Your goal -
In the lines below, look for "before". Copy each line where it appears.

Working data -
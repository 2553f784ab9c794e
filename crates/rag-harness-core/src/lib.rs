//! # RAG Harness Core
//!
//! The ingestion-and-retrieval core: categorization, content filtering,
//! chunking, fragment identity, batched embedding, the vector index
//! contract, and retrieval strategies.
//!
//! This crate performs no filesystem, database, or network I/O. Backends
//! and embedding providers are supplied by the caller through the
//! [`store::VectorIndex`] and [`embedding::EmbeddingProvider`] traits.
//!
//! ```text
//! write: path ─► categorize/filter ─► chunk ─► identity ─► batch ─► VectorIndex
//! read:  query ─► EmbeddingProvider ─► VectorIndex::query ─► strategy ─► results
//! ```

pub mod batch;
pub mod categorize;
pub mod chunk;
pub mod embedding;
pub mod filter;
pub mod identity;
pub mod models;
pub mod search;
pub mod store;
pub mod strategy;
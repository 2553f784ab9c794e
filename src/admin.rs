//! Destructive maintenance: clearing the collection and removing one
//! repository's fragments.

use anyhow::{bail, Result};

use rag_harness_core::models::{keys, Metadata};
use rag_harness_core::store::VectorIndex;

use crate::config::Config;
use crate::sqlite_index::SqliteIndex;

/// Drop every fragment in the collection. Returns how many were removed.
pub async fn clear_collection(index: &dyn VectorIndex) -> Result<usize> {
    let before = index.count().await?;
    index.reset().await?;
    Ok(before)
}

/// Remove all fragments whose `repo_name` equals `repo`.
pub async fn delete_by_repo(index: &dyn VectorIndex, repo: &str) -> Result<usize> {
    if repo.trim().is_empty() {
        bail!("repository name must not be empty");
    }
    let mut filter = Metadata::new();
    filter.insert(keys::REPO_NAME.into(), repo.into());
    index.delete_where(&filter).await
}

/// `rag clear`.
pub async fn run_clear(config: &Config, yes: bool) -> Result<()> {
    if !yes {
        bail!("Refusing to clear the collection without --yes");
    }
    let index = SqliteIndex::open(config).await?;
    let removed = clear_collection(&index).await?;
    index.close().await;
    println!("Cleared collection '{}' ({} fragments removed).", config.index.collection, removed);
    Ok(())
}

/// `rag delete-repo`.
pub async fn run_delete_repo(config: &Config, repo: &str) -> Result<()> {
    let index = SqliteIndex::open(config).await?;
    let removed = delete_by_repo(&index, repo).await?;
    index.close().await;
    if removed == 0 {
        println!("No fragments found for repository '{}'.", repo);
    } else {
        println!("Deleted {} fragments from repository '{}'.", removed, repo);
    }
    Ok(())
}
//! Strategy-dispatched chunking.
//!
//! [`select_strategy`] inspects a document's metadata and picks one of
//! three [`ChunkStrategy`] variants:
//!
//! - [`ChunkStrategy::Structural`] for workflow-definition files (`.wdl`),
//!   delegated to [`structural::WorkflowParser`];
//! - [`ChunkStrategy::FixedSection`] for glossaries, split on a header
//!   marker only, so each definition stays whole regardless of its size;
//! - [`ChunkStrategy::Generic`] for everything else: a
//!   [`recursive::RecursiveSplitter`] configured by language when a
//!   language-specific separator list exists, else by category.
//!
//! Every emitted [`FragmentCandidate`] carries the document metadata plus
//! `chunk_index`, `total_chunks`, and `chunking_strategy`.

pub mod recursive;
pub mod structural;

use crate::models::{keys, meta_str, FragmentCandidate, MetaValue, Metadata};
use recursive::RecursiveSplitter;
use structural::WorkflowParser;

/// Size, overlap, and separator priority for the generic splitter.
#[derive(Debug, Clone, Copy, PartialEq, Eq)]
pub struct SplitterConfig {
    pub chunk_size: usize,
    pub chunk_overlap: usize,
    pub separators: &'static [&'static str],
}

impl SplitterConfig {
    pub fn with_separators(self, separators: &'static [&'static str]) -> Self {
        Self { separators, ..self }
    }

    pub fn splitter(&self) -> RecursiveSplitter {
        RecursiveSplitter::new(self.chunk_size, self.chunk_overlap, self.separators)
    }
}

pub const DOCUMENTATION: SplitterConfig = SplitterConfig {
    chunk_size: 1500,
    chunk_overlap: 200,
    separators: &["\n## ", "\n### ", "\n#### ", "\n\n", "\n", " "],
};

pub const CODE: SplitterConfig = SplitterConfig {
    chunk_size: 1200,
    chunk_overlap: 150,
    separators: &["\n\nclass ", "\n\ndef ", "\n\nfunction ", "\n\n", "\n"],
};

pub const CONFIGURATION: SplitterConfig = SplitterConfig {
    chunk_size: 800,
    chunk_overlap: 100,
    separators: &["\n\n", "\n"],
};

/// Language-specific separators. Used with the [`CODE`] size settings.
const LANGUAGE_SEPARATORS: &[(&str, &[&str])] = &[
    (
        "python",
        &["\n\nclass ", "\n\ndef ", "\n\nasync def ", "\n\n@", "\n\n", "\n"],
    ),
    (
        "java",
        &["\n\npublic class ", "\n\nclass ", "\n\npublic ", "\n\nprivate ", "\n\n", "\n"],
    ),
    (
        "javascript",
        &["\n\nfunction ", "\n\nconst ", "\n\nlet ", "\n\nclass ", "\n\nexport ", "\n\n", "\n"],
    ),
    (
        "typescript",
        &[
            "\n\nfunction ",
            "\n\nconst ",
            "\n\nlet ",
            "\n\nclass ",
            "\n\nexport ",
            "\n\ninterface ",
            "\n\n",
            "\n",
        ],
    ),
    ("bash", &["\n\nfunction ", "\n\n# ", "\n\n", "\n"]),
    ("sql", &["\n\nCREATE ", "\n\nALTER ", "\n\nSELECT ", "\n\n", ";\n"]),
];

/// Generic config for a category name. Unknown categories use [`CODE`].
pub fn config_for_category(category: &str) -> SplitterConfig {
    match category {
        "documentation" => DOCUMENTATION,
        "configuration" => CONFIGURATION,
        _ => CODE,
    }
}

/// Generic config for a language tag, if one is registered.
pub fn config_for_language(language: &str) -> Option<SplitterConfig> {
    LANGUAGE_SEPARATORS
        .iter()
        .find(|(lang, _)| *lang == language)
        .map(|(_, seps)| CODE.with_separators(seps))
}

pub const STRUCTURAL_STRATEGY: &str = "wdl";
pub const GLOSSARY_STRATEGY: &str = "glossary";
pub const GLOSSARY_MARKER: &str = "\n## ";

/// How a document is split.
#[derive(Debug, Clone)]
pub enum ChunkStrategy {
    /// Recursive separator splitting. `name` is recorded as
    /// `chunking_strategy`.
    Generic { name: String, config: SplitterConfig },
    Structural(WorkflowParser),
    /// Split on `marker` only. No size limit, no overlap.
    FixedSection { marker: &'static str },
}

impl ChunkStrategy {
    pub fn name(&self) -> &str {
        match self {
            ChunkStrategy::Generic { name, .. } => name,
            ChunkStrategy::Structural(_) => STRUCTURAL_STRATEGY,
            ChunkStrategy::FixedSection { .. } => GLOSSARY_STRATEGY,
        }
    }

    /// Raw `(text, extra metadata)` pieces, before index bookkeeping.
    fn pieces(&self, content: &str) -> Vec<(String, Metadata)> {
        match self {
            ChunkStrategy::Generic { config, .. } => config
                .splitter()
                .split(content)
                .into_iter()
                .map(|t| (t, Metadata::new()))
                .collect(),
            ChunkStrategy::Structural(parser) => parser.parse(content),
            ChunkStrategy::FixedSection { marker } => split_sections(content, marker)
                .into_iter()
                .map(|t| {
                    let mut m = Metadata::new();
                    m.insert(keys::CHUNK_TYPE.into(), MetaValue::from("glossary_entry"));
                    (t, m)
                })
                .collect(),
        }
    }
}

/// Pick a strategy from document metadata.
///
/// Workflow-definition files win over the glossary rule, which wins over
/// the generic configs.
pub fn select_strategy(metadata: &Metadata) -> ChunkStrategy {
    let language = meta_str(metadata, keys::LANGUAGE);
    let file_type = meta_str(metadata, keys::FILE_TYPE);
    if language == "wdl" || file_type == ".wdl" {
        return ChunkStrategy::Structural(WorkflowParser);
    }

    if meta_str(metadata, keys::FILE_NAME)
        .to_lowercase()
        .contains("glossary")
    {
        return ChunkStrategy::FixedSection {
            marker: GLOSSARY_MARKER,
        };
    }

    let category = match meta_str(metadata, keys::FILE_CATEGORY) {
        "" => "other",
        c => c,
    };
    if !language.is_empty() {
        let config = config_for_language(language).unwrap_or_else(|| config_for_category(category));
        return ChunkStrategy::Generic {
            name: language.to_string(),
            config,
        };
    }
    ChunkStrategy::Generic {
        name: category.to_string(),
        config: config_for_category(category),
    }
}

/// `chunk(content, metadata) -> fragment candidates`.
///
/// Deterministic. Blank content yields no candidates.
pub fn chunk(content: &str, metadata: &Metadata) -> Vec<FragmentCandidate> {
    let strategy = select_strategy(metadata);
    chunk_with(&strategy, content, metadata)
}

/// Chunk with an explicit strategy.
pub fn chunk_with(
    strategy: &ChunkStrategy,
    content: &str,
    metadata: &Metadata,
) -> Vec<FragmentCandidate> {
    if content.trim().is_empty() {
        return Vec::new();
    }

    let pieces = strategy.pieces(content);
    let total = pieces.len();

    pieces
        .into_iter()
        .enumerate()
        .map(|(i, (text, extra))| {
            let mut m = metadata.clone();
            m.extend(extra);
            m.insert(keys::CHUNK_INDEX.into(), MetaValue::from(i));
            m.insert(keys::TOTAL_CHUNKS.into(), MetaValue::from(total));
            m.insert(
                keys::CHUNKING_STRATEGY.into(),
                MetaValue::from(strategy.name()),
            );
            FragmentCandidate { text, metadata: m }
        })
        .collect()
}

/// Split on `marker`, re-attaching the header prefix to every section but
/// the first. Sections that are blank after trimming are dropped.
fn split_sections(content: &str, marker: &str) -> Vec<String> {
    let prefix = marker.trim_start_matches('\n');
    content
        .split(marker)
        .enumerate()
        .filter_map(|(i, section)| {
            if section.trim().is_empty() {
                return None;
            }
            let text = if i > 0 {
                format!("{}{}", prefix, section)
            } else {
                section.to_string()
            };
            Some(text.trim().to_string())
        })
        .collect()
}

Exercise output -
    let before = index.count().await?;
    Ok(before)
    /// Raw `(text, extra metadata)` pieces, before index bookkeeping.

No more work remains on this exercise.